Nothing in the records should differ when they are repeated. Restate them word for word.

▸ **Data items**
*** Begin section ***

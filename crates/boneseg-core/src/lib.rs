//! Core types and filters for bone segmentation of CT volumes.
//!
//! The pipeline is `threshold -> binary closing -> u8 cast`, with every
//! step exposed as a pure function over `ndarray` arrays so each can be
//! tested on its own.

pub mod error;
pub mod filter;
pub mod image;
pub mod spatial;

pub use error::{Result, SegmentationError};
pub use filter::{BoneSegmentationFilter, SegmentationConfig, StructuringElement};
pub use image::Image;
pub use spatial::Affine;
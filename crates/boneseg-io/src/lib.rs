pub mod error;
pub mod nifti_io;

pub use error::{NiftiIoError, Result};
pub use nifti_io::{affine_from_header, read_nifti, write_nifti, NiftiImage};
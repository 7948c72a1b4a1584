//! Spatial types describing where voxels live in physical space.
//!
//! All types are based on nalgebra.

pub mod affine;

pub use affine::Affine;

pub type Point3 = nalgebra::Point3<f64>;
pub type Vector3 = nalgebra::Vector3<f64>;
//! Error types for volume I/O.

use std::path::PathBuf;

use thiserror::Error;

/// Errors raised while loading or saving a volume.
#[derive(Error, Debug)]
pub enum NiftiIoError {
    /// The input path does not exist.
    #[error("Input not found: {}", .path.display())]
    InputNotFound { path: PathBuf },

    /// The input exists but is not a readable NIfTI volume.
    #[error("Failed to read NIfTI file {}", .path.display())]
    InputUnreadable {
        path: PathBuf,
        #[source]
        source: nifti::NiftiError,
    },

    /// The voxel data cannot be represented as scalar intensities.
    #[error("Unsupported voxel type: {datatype}")]
    UnsupportedVoxelType {
        datatype: String,
        #[source]
        source: nifti::NiftiError,
    },

    /// The output could not be written.
    #[error("Failed to write NIfTI file {}", .path.display())]
    OutputWriteFailure {
        path: PathBuf,
        #[source]
        source: nifti::NiftiError,
    },
}

/// Result type for volume I/O.
pub type Result<T> = std::result::Result<T, NiftiIoError>;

*** End section ***

▸ **Expected output**
filename crates/boneseg-core/src/lib.rs
//! Core types and filters for bone segmentation of CT volumes.
//!
//! The pipeline is `threshold -> binary closing -> u8 cast`, with every
//! step exposed as a pure function over `ndarray` arrays so each can be
//! tested on its own.

pub mod error;
pub mod filter;
pub mod image;
pub mod spatial;

pub use error::{Result, SegmentationError};
pub use filter::{BoneSegmentationFilter, SegmentationConfig, StructuringElement};
pub use image::Image;
pub use spatial::Affine;
filename crates/boneseg-io/src/lib.rs
pub mod error;
pub mod nifti_io;

pub use error::{NiftiIoError, Result};
pub use nifti_io::{affine_from_header, read_nifti, write_nifti, NiftiImage};
repository 7948c72a1b4a1584
//! Spatial types describing where voxels live in physical space.
//!
//! All types are based on nalgebra.

pub mod affine;

pub use affine::Affine;

pub type Point3 = nalgebra::Point3<f64>;
pub type Vector3 = nalgebra::Vector3<f64>;
//! Error types for volume I/O.

use std::path::PathBuf;

use thiserror::Error;

/// Errors raised while loading or saving a volume.
#[derive(Error, Debug)]
pub enum NiftiIoError {
    /// The input path does not exist.
    #[error("Input not found: {}", .path.display())]
    InputNotFound { path: PathBuf },

    /// The input exists but is not a readable NIfTI volume.
    #[error("Failed to read NIfTI file {}", .path.display())]
    InputUnreadable {
        path: PathBuf,
        #[source]
        source: nifti::NiftiError,
    },

    /// The voxel data cannot be represented as scalar intensities.
    #[error("Unsupported voxel type: {datatype}")]
    UnsupportedVoxelType {
        datatype: String,
        #[source]
        source: nifti::NiftiError,
    },

    /// The output could not be written.
    #[error("Failed to write NIfTI file {}", .path.display())]
    OutputWriteFailure {
        path: PathBuf,
        #[source]
        source: nifti::NiftiError,
    },
}

/// Result type for volume I/O.
pub type Result<T> = std::result::Result<T, NiftiIoError>;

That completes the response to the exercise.